Exercise -> Repeat all entries exactly.
Segment Start: Supplied data
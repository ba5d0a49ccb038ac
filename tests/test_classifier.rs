//! Card type classification tests.

use ygodeck::classifier::{family_of, is_extra_deck_type};
use ygodeck::{BannedCategory, Classifier, Family, Ruleset};

// ---------------------------------------------------------------------------
// family
// ---------------------------------------------------------------------------

#[test]
fn family_matches_case_insensitively() {
    assert_eq!(family_of("Effect Monster"), Family::Monster);
    assert_eq!(family_of("spell card"), Family::Spell);
    assert_eq!(family_of("TRAP CARD"), Family::Trap);
    assert_eq!(family_of("Skill Card"), Family::Other);
}

#[test]
fn family_priority_prefers_monster_over_spell_and_trap() {
    // Contrived types containing several family words resolve by priority.
    assert_eq!(family_of("Spell Monster"), Family::Monster);
    assert_eq!(family_of("Trap Spell"), Family::Spell);
}

#[test]
fn empty_type_is_other_not_eligible_not_banned() {
    let c = Classifier::default().classify("");
    assert_eq!(c.family, Family::Other);
    assert!(!c.is_extra_deck_eligible);
    assert!(!c.is_banned);
}

// ---------------------------------------------------------------------------
// extra-deck eligibility
// ---------------------------------------------------------------------------

#[test]
fn extra_deck_families_are_eligible() {
    for t in ["Fusion Monster", "Synchro Tuner Monster", "XYZ Monster", "Link Monster"] {
        assert!(is_extra_deck_type(t), "{t} should be extra-deck eligible");
    }
}

#[test]
fn main_deck_types_are_not_eligible() {
    for t in ["Effect Monster", "Ritual Monster", "Spell Card", "Trap Card"] {
        assert!(!is_extra_deck_type(t), "{t} should not be extra-deck eligible");
    }
}

// ---------------------------------------------------------------------------
// banned categories
// ---------------------------------------------------------------------------

#[test]
fn default_ruleset_bans_link_and_pendulum() {
    let classifier = Classifier::default();
    assert!(classifier.is_banned("Link Monster"));
    assert!(classifier.is_banned("Pendulum Effect Monster"));
    assert!(!classifier.is_banned("Skill Card"));
    assert!(!classifier.is_banned("XYZ Monster"));
}

#[test]
fn skill_ruleset_also_bans_skill_cards() {
    let classifier = Classifier::new(Ruleset::with_skill());
    assert!(classifier.is_banned("Skill Card"));
    assert_eq!(
        classifier.banned_category("Skill Card"),
        Some(BannedCategory::Skill)
    );
}

#[test]
fn unrestricted_ruleset_bans_nothing() {
    let classifier = Classifier::new(Ruleset::unrestricted());
    let c = classifier.classify("Link Monster");
    assert!(!c.is_banned);
    assert!(c.is_extra_deck_eligible);
}

#[test]
fn banned_category_reports_matching_marker() {
    let classifier = Classifier::default();
    assert_eq!(
        classifier.banned_category("Synchro Pendulum Effect Monster"),
        Some(BannedCategory::Pendulum)
    );
    assert_eq!(classifier.banned_category("Normal Monster"), None);
}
Segment End: Supplied data
Exercise output ->
repository ba5d0a49ccb038ac
filename tests/test_classifier.rs
//! Card type classification tests.

use ygodeck::classifier::{family_of, is_extra_deck_type};
use ygodeck::{BannedCategory, Classifier, Family, Ruleset};

// ---------------------------------------------------------------------------
// family
// ---------------------------------------------------------------------------

#[test]
fn family_matches_case_insensitively() {
    assert_eq!(family_of("Effect Monster"), Family::Monster);
    assert_eq!(family_of("spell card"), Family::Spell);
    assert_eq!(family_of("TRAP CARD"), Family::Trap);
    assert_eq!(family_of("Skill Card"), Family::Other);
}

#[test]
fn family_priority_prefers_monster_over_spell_and_trap() {
    // Contrived types containing several family words resolve by priority.
    assert_eq!(family_of("Spell Monster"), Family::Monster);
    assert_eq!(family_of("Trap Spell"), Family::Spell);
}

#[test]
fn empty_type_is_other_not_eligible_not_banned() {
    let c = Classifier::default().classify("");
    assert_eq!(c.family, Family::Other);
    assert!(!c.is_extra_deck_eligible);
    assert!(!c.is_banned);
}

// ---------------------------------------------------------------------------
// extra-deck eligibility
// ---------------------------------------------------------------------------

#[test]
fn extra_deck_families_are_eligible() {
    for t in ["Fusion Monster", "Synchro Tuner Monster", "XYZ Monster", "Link Monster"] {
        assert!(is_extra_deck_type(t), "{t} should be extra-deck eligible");
    }
}

#[test]
fn main_deck_types_are_not_eligible() {
    for t in ["Effect Monster", "Ritual Monster", "Spell Card", "Trap Card"] {
        assert!(!is_extra_deck_type(t), "{t} should not be extra-deck eligible");
    }
}

// ---------------------------------------------------------------------------
// banned categories
// ---------------------------------------------------------------------------

#[test]
fn default_ruleset_bans_link_and_pendulum() {
    let classifier = Classifier::default();
    assert!(classifier.is_banned("Link Monster"));
    assert!(classifier.is_banned("Pendulum Effect Monster"));
    assert!(!classifier.is_banned("Skill Card"));
    assert!(!classifier.is_banned("XYZ Monster"));
}

#[test]
fn skill_ruleset_also_bans_skill_cards() {
    let classifier = Classifier::new(Ruleset::with_skill());
    assert!(classifier.is_banned("Skill Card"));
    assert_eq!(
        classifier.banned_category("Skill Card"),
        Some(BannedCategory::Skill)
    );
}

#[test]
fn unrestricted_ruleset_bans_nothing() {
    let classifier = Classifier::new(Ruleset::unrestricted());
    let c = classifier.classify("Link Monster");
    assert!(!c.is_banned);
    assert!(c.is_extra_deck_eligible);
}

#[test]
fn banned_category_reports_matching_marker() {
    let classifier = Classifier::default();
    assert_eq!(
        classifier.banned_category("Synchro Pendulum Effect Monster"),
        Some(BannedCategory::Pendulum)
    );
    assert_eq!(classifier.banned_category("Normal Monster"), None);
}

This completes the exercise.